The gallery declined to comment. According to the lawsuit, in July 2009, it sold the collector, Robert Wylde, a 1981 oil painting by Tansey, The Innocent Eye Test, which had been on loan for more than a decade at the Met but was at that point in the possession of art dealer Charles Cowles, whose family owned the artwork (His gallery closed in 2009.)
Between 2004 and 2009, the gallery sold Wylde ten works of art, including a different work by Tansey, cumulatively valued at more than $5 million. Cowles sought to sell the The Innocent Eye Test, consigning it to the gallery, which had represented Tansey since 2004 according to the complaint. John Good, a director at Gagosian Gallery, contacted Wylde, and the two viewed the painting at Cowles’s SoHo apartment, according to the complaint, which also alleges that Wylde agreed to purchase The Innocent Eye Test for $2.5 million and the painting is currently in his possession.
Cowles, the complaint states, was not really the painting’s owner and was not legally permitted to sell it. The Metropolitan Museum had a 31 percent ownership interest in the work, and the remaining ownership of the Tansey rested with Cowles’s mother, Jan, who had agreed to donate or bequeath the artwork to the museum before or on her death. The Innocent Eye Test was a fractional gift to the museum, which “acquired a 1 percent interest in the painting in 1988, a 20 percent interest in 2003, and a 10 percent interest in 2004,” according to Elyse Topalian, a spokeswoman for the Metropolitan and also outlined in the complaint. The credit line for the painting reads “Partial and Promised Gift of Jan Cowles and Charles Cowles, in honor of William S. Lieberman, 1988.”
Topalian also noted that the painting “left the museum at the request of the co-owner” and that Charles Cowles was told by the museum of the Metropolitan’s financial interest in the artwork. Cowles claimed that he was unaware of the agreement between the museum and his mother, according to the suit.
The lawsuit was filed against the Gagosian Gallery, rather than against the consignor, because “Wylde believed that [the gallery] was acting as a principal in the sale of the Tansey” rather than purely as an agent, according to the complaint.
Wylde’s New York lawyer, Aaron Richard Golub, refused to comment on the litigation.
As to the Prince painting, the lawsuit states that in October 2009, Wylde sought to purchase another painting from the Gagosian Gallery, an ink-jet print and acrylic on canvas, Millionaire Nurse, for $2.2 million, which had been consigned to the gallery for sale, according to the complaint.

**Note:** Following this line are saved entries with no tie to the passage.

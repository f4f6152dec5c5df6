// src/infra/errors.rs — Error types for redraft

use thiserror::Error;

#[derive(Error, Debug)]
pub enum RedraftError {
    // Caller errors (fix the request and resubmit)
    #[error("Invalid input: {0}")]
    InvalidInput(String),

    // Evaluation errors (transient, retry the whole request)
    #[error("Malformed {dimension} response: {reason}")]
    MalformedResponse {
        dimension: String,
        reason: String,
        raw: String,
    },

    #[error("Generation failed on '{provider}': {message}")]
    GenerationFailure { provider: String, message: String },

    #[error("Evaluation cancelled")]
    Cancelled,

    // Infra
    #[error("Configuration error: {0}")]
    Config(String),

    #[error("Prompt template error: {0}")]
    Prompt(#[from] minijinja::Error),

    #[error("IO error: {0}")]
    Io(#[from] std::io::Error),

    #[error(transparent)]
    Other(#[from] anyhow::Error),
}

impl RedraftError {
    /// Whether resubmitting the same request may succeed.
    pub fn is_transient(&self) -> bool {
        matches!(
            self,
            RedraftError::MalformedResponse { .. } | RedraftError::GenerationFailure { .. }
        )
    }

    /// The raw model output attached to a malformed response, if any.
    pub fn raw_response(&self) -> Option<&str> {
        match self {
            RedraftError::MalformedResponse { raw, .. } => Some(raw),
            _ => None,
        }
    }

    pub(crate) fn malformed(
        dimension: impl Into<String>,
        reason: impl Into<String>,
        raw: impl Into<String>,
    ) -> Self {
        RedraftError::MalformedResponse {
            dimension: dimension.into(),
            reason: reason.into(),
            raw: raw.into(),
        }
    }
}
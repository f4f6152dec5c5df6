// src/core/reviser.rs — Rewrites the essay from the cycle's feedback

use std::sync::Arc;

use super::types::EssayState;
use crate::evaluator::rubric::Prompts;
use crate::infra::errors::RedraftError;
use crate::provider::Generator;

pub struct Reviser {
    generator: Arc<Generator>,
    prompts: Arc<Prompts>,
}

impl Reviser {
    pub fn new(generator: Arc<Generator>, prompts: Arc<Prompts>) -> Self {
        Self { generator, prompts }
    }

    /// One rewrite call; the reply is the new essay verbatim.
    pub async fn revise(
        &self,
        essay: &str,
        feedback_language: &str,
        feedback_clarity: &str,
        feedback_analysis: &str,
    ) -> Result<String, RedraftError> {
        let prompt =
            self.prompts
                .rewrite(essay, feedback_language, feedback_clarity, feedback_analysis)?;
        let rewritten = self.generator.generate(&prompt).await?;

        // An empty rewrite would leave nothing to score next cycle.
        if rewritten.trim().is_empty() {
            return Err(RedraftError::GenerationFailure {
                provider: self.generator.provider_id().to_string(),
                message: "rewrite came back empty".into(),
            });
        }
        Ok(rewritten)
    }

    /// Rewrite the state's essay and start a fresh cycle: feedback and scores
    /// cleared, `iteration_count` bumped by one.
    pub async fn revise_state(&self, mut state: EssayState) -> Result<EssayState, RedraftError> {
        let rewritten = self
            .revise(
                &state.essay,
                &state.feedback_language,
                &state.feedback_clarity,
                &state.feedback_analysis,
            )
            .await?;

        tracing::info!(
            iteration = state.iteration_count + 1,
            before_words = crate::util::word_count(&state.essay),
            after_words = crate::util::word_count(&rewritten),
            "Essay revised"
        );

        state.begin_revision(rewritten);
        Ok(state)
    }
}
// src/evaluator/aggregate.rs — Mean score and synthesized critique

use std::sync::Arc;

use super::rubric::Prompts;
use crate::core::types::EssayState;
use crate::infra::errors::RedraftError;
use crate::provider::Generator;

/// Arithmetic mean; `0.0` for an empty slice.
pub fn mean(scores: &[f64]) -> f64 {
    if scores.is_empty() {
        return 0.0;
    }
    scores.iter().sum::<f64>() / scores.len() as f64
}

/// The three per-dimension critiques of one cycle.
#[derive(Debug, Clone, Copy)]
pub struct Feedbacks<'a> {
    pub language: &'a str,
    pub analysis: &'a str,
    pub clarity: &'a str,
}

impl<'a> Feedbacks<'a> {
    pub fn from_state(state: &'a EssayState) -> Self {
        Self {
            language: &state.feedback_language,
            analysis: &state.feedback_analysis,
            clarity: &state.feedback_clarity,
        }
    }
}

#[derive(Debug, Clone, PartialEq)]
pub struct Aggregate {
    pub avg_score: f64,
    pub overall_feedback: String,
}

pub struct Aggregator {
    generator: Arc<Generator>,
    prompts: Arc<Prompts>,
}

impl Aggregator {
    pub fn new(generator: Arc<Generator>, prompts: Arc<Prompts>) -> Self {
        Self { generator, prompts }
    }

    /// Average the scores and ask for a short combined critique. The summary
    /// text is used exactly as returned.
    pub async fn aggregate(
        &self,
        scores: &[f64],
        feedbacks: Feedbacks<'_>,
    ) -> Result<Aggregate, RedraftError> {
        let avg_score = mean(scores);
        let prompt = self
            .prompts
            .summary(feedbacks.language, feedbacks.analysis, feedbacks.clarity)?;
        let overall_feedback = self.generator.generate(&prompt).await?;

        tracing::debug!(
            avg_score,
            summary_chars = overall_feedback.len(),
            "Aggregated cycle"
        );

        Ok(Aggregate {
            avg_score,
            overall_feedback,
        })
    }
}
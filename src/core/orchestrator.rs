// src/core/orchestrator.rs — Score, aggregate, gate, revise loop

use std::sync::Arc;

use tokio_util::sync::CancellationToken;
use tracing::Instrument;

use super::gate;
use super::reviser::Reviser;
use super::types::*;
use crate::evaluator::rubric::Prompts;
use crate::evaluator::{Aggregator, Feedbacks, Judge};
use crate::infra::config::Config;
use crate::infra::errors::RedraftError;
use crate::provider::{Generator, ModelProvider};

type ProgressFn = Box<dyn Fn(ProgressEvent) + Send + Sync>;

/// Drives one essay through repeated evaluate → aggregate → decide → rewrite
/// cycles until the gate says stop.
///
/// Every failure aborts the whole request; no partial state is returned.
pub struct Orchestrator {
    generator: Arc<Generator>,
    judge: Judge,
    aggregator: Aggregator,
    reviser: Reviser,
    parallel_scoring: bool,
    cancel: Option<CancellationToken>,
    on_progress: Option<ProgressFn>,
}

impl Orchestrator {
    pub fn new(generator: Arc<Generator>) -> Self {
        let prompts = Arc::new(Prompts::new());
        Self {
            judge: Judge::new(generator.clone(), prompts.clone()),
            aggregator: Aggregator::new(generator.clone(), prompts.clone()),
            reviser: Reviser::new(generator.clone(), prompts),
            generator,
            parallel_scoring: false,
            cancel: None,
            on_progress: None,
        }
    }

    /// Build an orchestrator with a fresh generator over `provider`.
    pub fn from_config(provider: Arc<dyn ModelProvider>, config: &Config) -> Self {
        let generator = Generator::from_config(provider, &config.model);
        Self::new(Arc::new(generator)).with_parallel_scoring(config.refine.parallel_scoring)
    }

    pub fn with_parallel_scoring(mut self, parallel: bool) -> Self {
        self.parallel_scoring = parallel;
        self
    }

    /// Checked between cycles; a cancelled token ends the run with `Cancelled`.
    pub fn with_cancel(mut self, token: CancellationToken) -> Self {
        self.cancel = Some(token);
        self
    }

    /// Set a callback for real-time progress events.
    pub fn with_progress(mut self, cb: impl Fn(ProgressEvent) + Send + Sync + 'static) -> Self {
        self.on_progress = Some(Box::new(cb));
        self
    }

    fn emit(&self, event: ProgressEvent) {
        if let Some(ref cb) = self.on_progress {
            cb(event);
        }
    }

    fn check_cancelled(&self) -> Result<(), RedraftError> {
        match self.cancel {
            Some(ref token) if token.is_cancelled() => {
                tracing::warn!("Evaluation cancelled between cycles");
                Err(RedraftError::Cancelled)
            }
            _ => Ok(()),
        }
    }

    /// Validate the request and run it to completion.
    pub async fn run(&self, request: EssayRequest) -> Result<EssayReport, RedraftError> {
        let state = EssayState::from_request(&request)?;
        let span = tracing::info_span!(
            "essay",
            request_id = %uuid::Uuid::new_v4(),
            plan = %state.plan,
        );
        self.run_state(state).instrument(span).await
    }

    /// Run the loop from an already-validated state.
    pub async fn run_state(&self, mut state: EssayState) -> Result<EssayReport, RedraftError> {
        let mut cycle = 0u32;

        loop {
            self.check_cancelled()?;
            cycle += 1;
            self.emit(ProgressEvent::CycleStart {
                cycle,
                iteration_count: state.iteration_count,
                max_iterations: state.max_iterations,
            });

            // Score: three slots, merged in fixed order
            let judged = self
                .judge
                .score_all(&state.essay, state.iteration_count, self.parallel_scoring)
                .await?;
            for j in &judged {
                self.emit(ProgressEvent::DimensionScored {
                    dimension: j.dimension,
                    score: j.verdict.score,
                    elapsed_ms: j.elapsed.as_millis() as u64,
                });
            }
            state.record_cycle(CycleScores::from(judged));

            // Aggregate
            let aggregate = self
                .aggregator
                .aggregate(&state.scores, Feedbacks::from_state(&state))
                .await?;
            state.avg_score = aggregate.avg_score;
            state.overall_feedback = aggregate.overall_feedback;
            state.needs_improvement =
                gate::needs_improvement(state.avg_score, state.threshold, state.plan);
            self.emit(ProgressEvent::Aggregated {
                avg_score: state.avg_score,
                threshold: state.threshold,
            });

            // Gate
            let decision = gate::decide(
                state.avg_score,
                state.threshold,
                state.iteration_count,
                state.max_iterations,
            );
            self.emit(ProgressEvent::Decision { decision });

            match decision {
                GateDecision::Stop(reason) => {
                    let tokens_used = self.generator.usage().total();
                    self.emit(ProgressEvent::Complete {
                        avg_score: state.avg_score,
                        iteration_count: state.iteration_count,
                        tokens_used,
                    });
                    return Ok(EssayReport::from_state(state, reason, tokens_used));
                }
                GateDecision::Revise => {
                    self.check_cancelled()?;
                    state = self.reviser.revise_state(state).await?;
                    self.emit(ProgressEvent::Revised {
                        iteration_count: state.iteration_count,
                        essay_chars: state.essay.chars().count(),
                    });
                }
            }
        }
    }
}

#[cfg(test)]
mod tests {
    use super::*;
    use crate::provider::{ChatRequest, ChatResponse, TokenUsage};
    use async_trait::async_trait;
    use std::sync::atomic::{AtomicUsize, Ordering};
    use std::sync::Mutex;

    /// Scores every dimension `score` and counts calls.
    struct FlatProvider {
        score: f64,
        calls: AtomicUsize,
    }

    #[async_trait]
    impl ModelProvider for FlatProvider {
        fn id(&self) -> &str {
            "flat"
        }
        async fn chat(&self, request: ChatRequest) -> Result<ChatResponse, RedraftError> {
            self.calls.fetch_add(1, Ordering::SeqCst);
            let prompt = &request.prompt;
            let content = if prompt.contains("Respond ONLY with minified valid JSON") {
                format!(r#"{{"feedback":"meh","score":{}}}"#, self.score)
            } else if prompt.contains("summarization expert") {
                "Summary.".to_string()
            } else {
                "Rewritten essay.".to_string()
            };
            Ok(ChatResponse {
                content,
                usage: TokenUsage {
                    input_tokens: 3,
                    output_tokens: 2,
                },
            })
        }
    }

    fn flat(score: f64) -> Arc<FlatProvider> {
        Arc::new(FlatProvider {
            score,
            calls: AtomicUsize::new(0),
        })
    }

    fn orchestrator(provider: Arc<FlatProvider>) -> Orchestrator {
        Orchestrator::new(Arc::new(Generator::new(provider, "m")))
    }

    #[tokio::test]
    async fn test_invalid_input_makes_no_calls() {
        let provider = flat(5.0);
        let o = orchestrator(provider.clone());
        let err = o
            .run(EssayRequest::new("   ", Plan::Premium))
            .await
            .unwrap_err();
        assert!(matches!(err, RedraftError::InvalidInput(_)));
        assert_eq!(provider.calls.load(Ordering::SeqCst), 0);
    }

    #[tokio::test]
    async fn test_quality_met_first_cycle() {
        let provider = flat(9.5);
        let report = orchestrator(provider.clone())
            .run(EssayRequest::new("Essay.", Plan::Premium))
            .await
            .unwrap();
        assert_eq!(report.iteration_count, 0);
        assert_eq!(report.stop_reason, StopReason::QualityMet);
        assert!(!report.needs_improvement);
        assert_eq!(report.essay, "Essay.");
        assert_eq!(report.overall_feedback, "Summary.");
        // three judges + one summary
        assert_eq!(provider.calls.load(Ordering::SeqCst), 4);
        assert_eq!(report.tokens_used, 20);
    }

    #[tokio::test]
    async fn test_budget_exhausted_counts_calls() {
        let provider = flat(4.0);
        let report = orchestrator(provider.clone())
            .run(EssayRequest::new("Essay.", Plan::Basic))
            .await
            .unwrap();
        assert_eq!(report.iteration_count, 2);
        assert_eq!(report.stop_reason, StopReason::BudgetExhausted);
        assert!(report.needs_improvement);
        assert_eq!(report.essay, "Rewritten essay.");
        // 3 cycles × (3 judges + summary) + 2 rewrites
        assert_eq!(provider.calls.load(Ordering::SeqCst), 14);
    }

    #[tokio::test]
    async fn test_progress_events_in_order() {
        let events = Arc::new(Mutex::new(Vec::new()));
        let sink = events.clone();
        let o = orchestrator(flat(4.0)).with_progress(move |e| {
            let tag = match e {
                ProgressEvent::CycleStart { .. } => "start",
                ProgressEvent::DimensionScored { .. } => "scored",
                ProgressEvent::Aggregated { .. } => "aggregated",
                ProgressEvent::Decision { .. } => "decision",
                ProgressEvent::Revised { .. } => "revised",
                ProgressEvent::Complete { .. } => "complete",
            };
            sink.lock().unwrap().push(tag);
        });
        o.run(EssayRequest::new("Essay.", Plan::Basic).with_max_iterations(1))
            .await
            .unwrap();

        let cycle = ["start", "scored", "scored", "scored", "aggregated", "decision"];
        let mut expected: Vec<&str> = cycle.to_vec();
        expected.push("revised");
        expected.extend(cycle);
        expected.push("complete");
        assert_eq!(*events.lock().unwrap(), expected);
    }

    #[tokio::test]
    async fn test_cancel_before_start() {
        let provider = flat(4.0);
        let token = CancellationToken::new();
        token.cancel();
        let err = orchestrator(provider.clone())
            .with_cancel(token)
            .run(EssayRequest::new("Essay.", Plan::Premium))
            .await
            .unwrap_err();
        assert!(matches!(err, RedraftError::Cancelled));
        assert_eq!(provider.calls.load(Ordering::SeqCst), 0);
    }

    #[tokio::test]
    async fn test_cancel_between_cycles() {
        let provider = flat(4.0);
        let token = CancellationToken::new();
        let trigger = token.clone();
        let err = orchestrator(provider.clone())
            .with_cancel(token)
            .with_progress(move |e| {
                if let ProgressEvent::Revised { .. } = e {
                    trigger.cancel();
                }
            })
            .run(EssayRequest::new("Essay.", Plan::Premium))
            .await
            .unwrap_err();
        assert!(matches!(err, RedraftError::Cancelled));
        // one full cycle plus one rewrite, then stopped at the boundary
        assert_eq!(provider.calls.load(Ordering::SeqCst), 5);
    }

    #[tokio::test]
    async fn test_parallel_scoring_same_outcome() {
        let report = orchestrator(flat(6.0))
            .with_parallel_scoring(true)
            .run(EssayRequest::new("Essay.", Plan::Basic))
            .await
            .unwrap();
        assert_eq!(report.iteration_count, 2);
        assert_eq!(report.avg_score, 6.0);
    }
}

The gallery sent the collector an invoice for the work on the same day that Wylde had agreed to buy it. However, two days later, the gallery notified Wylde that the consignor had changed his mind about selling the piece, and the sale could not take place. The lawsuit claims that John Good lied about the consignor’s change of heart and, in fact, the gallery “had received a better offer” than the $2.2 million.